= Activity =
Print every entry again, precisely as written.
· · ·
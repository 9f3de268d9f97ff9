//! The program string pool.
//!
//! Strings live back to back in one buffer, each terminated by a NUL byte.
//! A [`StringId`] is a byte offset into that buffer, so an id may point into
//! the middle of a stored string and still name a valid (suffix) string.
//! Offset 0 always holds the empty string.
//!
//! Strings built by builtins at run time go into a fixed ring of temporary
//! slots instead of being interned, so the pool stops growing once the ring
//! exists. A temporary string stays valid until [`TEMP_SLOTS`] more have been
//! made.

use std::collections::HashMap;
use std::fmt;

#[cfg(feature = "serde")]
use serde::{Deserialize, Serialize};

/// Number of temporary string slots.
pub const TEMP_SLOTS: usize = 16;

/// Bytes per temporary slot, terminator included.
pub const TEMP_SLOT_SIZE: usize = 128;

/// Byte offset of a string in a [`StringTable`].
#[derive(Copy, Clone, Default, Eq, PartialEq, Hash, PartialOrd, Ord)]
#[cfg_attr(feature = "serde", derive(Serialize, Deserialize))]
pub struct StringId(u32);

impl StringId {
    /// The null string id (offset 0, the empty string).
    pub const NULL: StringId = StringId(0);

    /// Creates a string id from a byte offset.
    #[must_use]
    pub const fn new(offset: u32) -> Self {
        Self(offset)
    }

    /// Returns the byte offset.
    #[must_use]
    pub const fn offset(self) -> u32 {
        self.0
    }

    /// Returns true for the null id.
    #[must_use]
    pub const fn is_null(self) -> bool {
        self.0 == 0
    }
}

impl fmt::Debug for StringId {
    fn fmt(&self, f: &mut fmt::Formatter<'_>) -> fmt::Result {
        write!(f, "StringId({})", self.0)
    }
}

/// Interned, NUL-separated string pool.
///
/// Interning the same text twice returns the same id. It is not
/// thread-safe; the engine owning it is single-threaded.
#[derive(Clone, Debug)]
#[cfg_attr(feature = "serde", derive(Serialize, Deserialize))]
pub struct StringTable {
    /// Concatenated strings, each followed by `\0`.
    data: String,
    /// Map from string contents to the offset of their first copy.
    /// Temporary slots are never indexed.
    #[cfg_attr(feature = "serde", serde(skip))]
    index: HashMap<Box<str>, StringId>,
    /// Offset of the temporary ring, once one has been made.
    temp_base: Option<u32>,
    /// Slot the next temporary string is written to.
    next_temp: usize,
}

impl Default for StringTable {
    fn default() -> Self {
        Self::new()
    }
}

impl StringTable {
    /// Creates a table holding only the empty string at offset 0.
    #[must_use]
    pub fn new() -> Self {
        let mut index = HashMap::new();
        index.insert("".into(), StringId::NULL);
        Self {
            data: String::from("\0"),
            index,
            temp_base: None,
            next_temp: 0,
        }
    }

    /// Builds a table from a raw NUL-separated blob, as produced by a compiler.
    ///
    /// A leading `\0` is inserted when the blob does not start with one so
    /// offset 0 stays the empty string.
    #[must_use]
    pub fn from_blob(blob: &str) -> Self {
        let mut data = String::with_capacity(blob.len() + 2);
        if !blob.starts_with('\0') {
            data.push('\0');
        }
        data.push_str(blob);
        if !data.ends_with('\0') {
            data.push('\0');
        }

        let mut table = Self {
            data,
            index: HashMap::new(),
            temp_base: None,
            next_temp: 0,
        };
        table.reindex();
        table
    }

    /// Indexes every string stored in `data[start..end]`.
    fn index_range(&mut self, start: usize, end: usize) {
        let Some(region) = self.data.get(start..end) else {
            return;
        };
        let mut offset = start;
        for piece in region.split('\0') {
            if let Ok(off) = u32::try_from(offset) {
                self.index.entry(piece.into()).or_insert(StringId(off));
            }
            offset += piece.len() + 1;
        }
    }

    /// Interns a string, returning its id.
    ///
    /// Interior NUL bytes truncate the stored string at the first NUL.
    ///
    /// # Panics
    ///
    /// Panics if the pool grows past `u32::MAX` bytes.
    pub fn intern(&mut self, s: &str) -> StringId {
        let s = s.split('\0').next().unwrap_or("");
        if let Some(&id) = self.index.get(s) {
            return id;
        }

        let id = StringId(u32::try_from(self.data.len()).expect("string pool overflow"));
        self.data.push_str(s);
        self.data.push('\0');
        self.index.insert(s.into(), id);
        id
    }

    /// Resolves an id to its contents.
    ///
    /// Returns `None` if the offset is past the end of the pool or does not
    /// fall on a character boundary.
    #[must_use]
    pub fn get(&self, id: StringId) -> Option<&str> {
        let tail = self.data.get(id.0 as usize..)?;
        Some(tail.split('\0').next().unwrap_or(""))
    }

    /// Resolves an id, treating unresolvable ids as the empty string.
    #[must_use]
    pub fn resolve(&self, id: StringId) -> &str {
        self.get(id).unwrap_or("")
    }

    /// Looks up the id of already-interned contents.
    #[must_use]
    pub fn lookup(&self, s: &str) -> Option<StringId> {
        self.index.get(s).copied()
    }

    /// Returns the pool size in bytes.
    #[must_use]
    pub fn len(&self) -> usize {
        self.data.len()
    }

    /// Returns true if only the empty string is stored.
    #[must_use]
    pub fn is_empty(&self) -> bool {
        self.data.len() <= 1
    }

    /// Rebuilds the lookup index after deserialization.
    pub fn reindex(&mut self) {
        self.index.clear();
        self.index.insert("".into(), StringId::NULL);
        let len = self.data.len();
        match self.temp_base {
            Some(base) => {
                let base = base as usize;
                self.index_range(0, base);
                self.index_range(base + TEMP_SLOTS * TEMP_SLOT_SIZE, len);
            }
            None => self.index_range(0, len),
        }
    }

    // =========================================================================
    // Temporary Strings
    // =========================================================================

    /// Stores a short-lived string in the next temporary slot.
    ///
    /// The text is cut at the first NUL and to `TEMP_SLOT_SIZE - 1` bytes.
    /// The slot is overwritten after [`TEMP_SLOTS`] more temporary strings.
    ///
    /// # Panics
    ///
    /// Panics if the pool grows past `u32::MAX` bytes.
    pub fn temp(&mut self, s: &str) -> StringId {
        let s = s.split('\0').next().unwrap_or("");
        if s.is_empty() {
            return StringId::NULL;
        }

        let base = if let Some(base) = self.temp_base {
            base as usize
        } else {
            let base = self.data.len();
            self.data
                .extend(std::iter::repeat_n('\0', TEMP_SLOTS * TEMP_SLOT_SIZE));
            self.temp_base = Some(u32::try_from(base).expect("string pool overflow"));
            base
        };

        let mut end = s.len().min(TEMP_SLOT_SIZE - 1);
        while !s.is_char_boundary(end) {
            end -= 1;
        }
        let mut slot = String::with_capacity(TEMP_SLOT_SIZE);
        slot.push_str(&s[..end]);
        slot.extend(std::iter::repeat_n('\0', TEMP_SLOT_SIZE - end));

        let start = base + self.next_temp * TEMP_SLOT_SIZE;
        self.data.replace_range(start..start + TEMP_SLOT_SIZE, &slot);
        self.next_temp = (self.next_temp + 1) % TEMP_SLOTS;
        StringId(u32::try_from(start).expect("string pool overflow"))
    }

    /// Returns true if `id` points into the temporary ring.
    #[must_use]
    pub fn is_temp(&self, id: StringId) -> bool {
        self.temp_base.is_some_and(|base| {
            let offset = id.0 as usize;
            let base = base as usize;
            offset >= base && offset < base + TEMP_SLOTS * TEMP_SLOT_SIZE
        })
    }
}
impl std::fmt::Debug for Vm {
    fn fmt(&self, f: &mut std::fmt::Formatter<'_>) -> std::fmt::Result {
        f.debug_struct("Vm")
            .field("function", &self.function)
            .field("statement", &self.statement)
            .field("depth", &self.stack.depth())
            .field("entities", &self.entities.len())
            .field("active", &self.active)
            .field("trace", &self.trace)
            .finish_non_exhaustive()
    }
}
· · ·
= Result of the exercise =
repository 9f3de268d9f97ff9
//! The program string pool.
//!
//! Strings live back to back in one buffer, each terminated by a NUL byte.
//! A [`StringId`] is a byte offset into that buffer, so an id may point into
//! the middle of a stored string and still name a valid (suffix) string.
//! Offset 0 always holds the empty string.
//!
//! Strings built by builtins at run time go into a fixed ring of temporary
//! slots instead of being interned, so the pool stops growing once the ring
//! exists. A temporary string stays valid until [`TEMP_SLOTS`] more have been
//! made.

use std::collections::HashMap;
use std::fmt;

#[cfg(feature = "serde")]
use serde::{Deserialize, Serialize};

/// Number of temporary string slots.
pub const TEMP_SLOTS: usize = 16;

/// Bytes per temporary slot, terminator included.
pub const TEMP_SLOT_SIZE: usize = 128;

/// Byte offset of a string in a [`StringTable`].
#[derive(Copy, Clone, Default, Eq, PartialEq, Hash, PartialOrd, Ord)]
#[cfg_attr(feature = "serde", derive(Serialize, Deserialize))]
pub struct StringId(u32);

impl StringId {
    /// The null string id (offset 0, the empty string).
    pub const NULL: StringId = StringId(0);

    /// Creates a string id from a byte offset.
    #[must_use]
    pub const fn new(offset: u32) -> Self {
        Self(offset)
    }

    /// Returns the byte offset.
    #[must_use]
    pub const fn offset(self) -> u32 {
        self.0
    }

    /// Returns true for the null id.
    #[must_use]
    pub const fn is_null(self) -> bool {
        self.0 == 0
    }
}

impl fmt::Debug for StringId {
    fn fmt(&self, f: &mut fmt::Formatter<'_>) -> fmt::Result {
        write!(f, "StringId({})", self.0)
    }
}

/// Interned, NUL-separated string pool.
///
/// Interning the same text twice returns the same id. It is not
/// thread-safe; the engine owning it is single-threaded.
#[derive(Clone, Debug)]
#[cfg_attr(feature = "serde", derive(Serialize, Deserialize))]
pub struct StringTable {
    /// Concatenated strings, each followed by `\0`.
    data: String,
    /// Map from string contents to the offset of their first copy.
    /// Temporary slots are never indexed.
    #[cfg_attr(feature = "serde", serde(skip))]
    index: HashMap<Box<str>, StringId>,
    /// Offset of the temporary ring, once one has been made.
    temp_base: Option<u32>,
    /// Slot the next temporary string is written to.
    next_temp: usize,
}

impl Default for StringTable {
    fn default() -> Self {
        Self::new()
    }
}

impl StringTable {
    /// Creates a table holding only the empty string at offset 0.
    #[must_use]
    pub fn new() -> Self {
        let mut index = HashMap::new();
        index.insert("".into(), StringId::NULL);
        Self {
            data: String::from("\0"),
            index,
            temp_base: None,
            next_temp: 0,
        }
    }

    /// Builds a table from a raw NUL-separated blob, as produced by a compiler.
    ///
    /// A leading `\0` is inserted when the blob does not start with one so
    /// offset 0 stays the empty string.
    #[must_use]
    pub fn from_blob(blob: &str) -> Self {
        let mut data = String::with_capacity(blob.len() + 2);
        if !blob.starts_with('\0') {
            data.push('\0');
        }
        data.push_str(blob);
        if !data.ends_with('\0') {
            data.push('\0');
        }

        let mut table = Self {
            data,
            index: HashMap::new(),
            temp_base: None,
            next_temp: 0,
        };
        table.reindex();
        table
    }

    /// Indexes every string stored in `data[start..end]`.
    fn index_range(&mut self, start: usize, end: usize) {
        let Some(region) = self.data.get(start..end) else {
            return;
        };
        let mut offset = start;
        for piece in region.split('\0') {
            if let Ok(off) = u32::try_from(offset) {
                self.index.entry(piece.into()).or_insert(StringId(off));
            }
            offset += piece.len() + 1;
        }
    }

    /// Interns a string, returning its id.
    ///
    /// Interior NUL bytes truncate the stored string at the first NUL.
    ///
    /// # Panics
    ///
    /// Panics if the pool grows past `u32::MAX` bytes.
    pub fn intern(&mut self, s: &str) -> StringId {
        let s = s.split('\0').next().unwrap_or("");
        if let Some(&id) = self.index.get(s) {
            return id;
        }

        let id = StringId(u32::try_from(self.data.len()).expect("string pool overflow"));
        self.data.push_str(s);
        self.data.push('\0');
        self.index.insert(s.into(), id);
        id
    }

    /// Resolves an id to its contents.
    ///
    /// Returns `None` if the offset is past the end of the pool or does not
    /// fall on a character boundary.
    #[must_use]
    pub fn get(&self, id: StringId) -> Option<&str> {
        let tail = self.data.get(id.0 as usize..)?;
        Some(tail.split('\0').next().unwrap_or(""))
    }

    /// Resolves an id, treating unresolvable ids as the empty string.
    #[must_use]
    pub fn resolve(&self, id: StringId) -> &str {
        self.get(id).unwrap_or("")
    }

    /// Looks up the id of already-interned contents.
    #[must_use]
    pub fn lookup(&self, s: &str) -> Option<StringId> {
        self.index.get(s).copied()
    }

    /// Returns the pool size in bytes.
    #[must_use]
    pub fn len(&self) -> usize {
        self.data.len()
    }

    /// Returns true if only the empty string is stored.
    #[must_use]
    pub fn is_empty(&self) -> bool {
        self.data.len() <= 1
    }

    /// Rebuilds the lookup index after deserialization.
    pub fn reindex(&mut self) {
        self.index.clear();
        self.index.insert("".into(), StringId::NULL);
        let len = self.data.len();
        match self.temp_base {
            Some(base) => {
                let base = base as usize;
                self.index_range(0, base);
                self.index_range(base + TEMP_SLOTS * TEMP_SLOT_SIZE, len);
            }
            None => self.index_range(0, len),
        }
    }

    // =========================================================================
    // Temporary Strings
    // =========================================================================

    /// Stores a short-lived string in the next temporary slot.
    ///
    /// The text is cut at the first NUL and to `TEMP_SLOT_SIZE - 1` bytes.
    /// The slot is overwritten after [`TEMP_SLOTS`] more temporary strings.
    ///
    /// # Panics
    ///
    /// Panics if the pool grows past `u32::MAX` bytes.
    pub fn temp(&mut self, s: &str) -> StringId {
        let s = s.split('\0').next().unwrap_or("");
        if s.is_empty() {
            return StringId::NULL;
        }

        let base = if let Some(base) = self.temp_base {
            base as usize
        } else {
            let base = self.data.len();
            self.data
                .extend(std::iter::repeat_n('\0', TEMP_SLOTS * TEMP_SLOT_SIZE));
            self.temp_base = Some(u32::try_from(base).expect("string pool overflow"));
            base
        };

        let mut end = s.len().min(TEMP_SLOT_SIZE - 1);
        while !s.is_char_boundary(end) {
            end -= 1;
        }
        let mut slot = String::with_capacity(TEMP_SLOT_SIZE);
        slot.push_str(&s[..end]);
        slot.extend(std::iter::repeat_n('\0', TEMP_SLOT_SIZE - end));

        let start = base + self.next_temp * TEMP_SLOT_SIZE;
        self.data.replace_range(start..start + TEMP_SLOT_SIZE, &slot);
        self.next_temp = (self.next_temp + 1) % TEMP_SLOTS;
        StringId(u32::try_from(start).expect("string pool overflow"))
    }

    /// Returns true if `id` points into the temporary ring.
    #[must_use]
    pub fn is_temp(&self, id: StringId) -> bool {
        self.temp_base.is_some_and(|base| {
            let offset = id.0 as usize;
            let base = base as usize;
            offset >= base && offset < base + TEMP_SLOTS * TEMP_SLOT_SIZE
        })
    }
}
impl std::fmt::Debug for Vm {
    fn fmt(&self, f: &mut std::fmt::Formatter<'_>) -> std::fmt::Result {
        f.debug_struct("Vm")
            .field("function", &self.function)
            .field("statement", &self.statement)
            .field("depth", &self.stack.depth())
            .field("entities", &self.entities.len())
            .field("active", &self.active)
            .field("trace", &self.trace)
            .finish_non_exhaustive()
    }
}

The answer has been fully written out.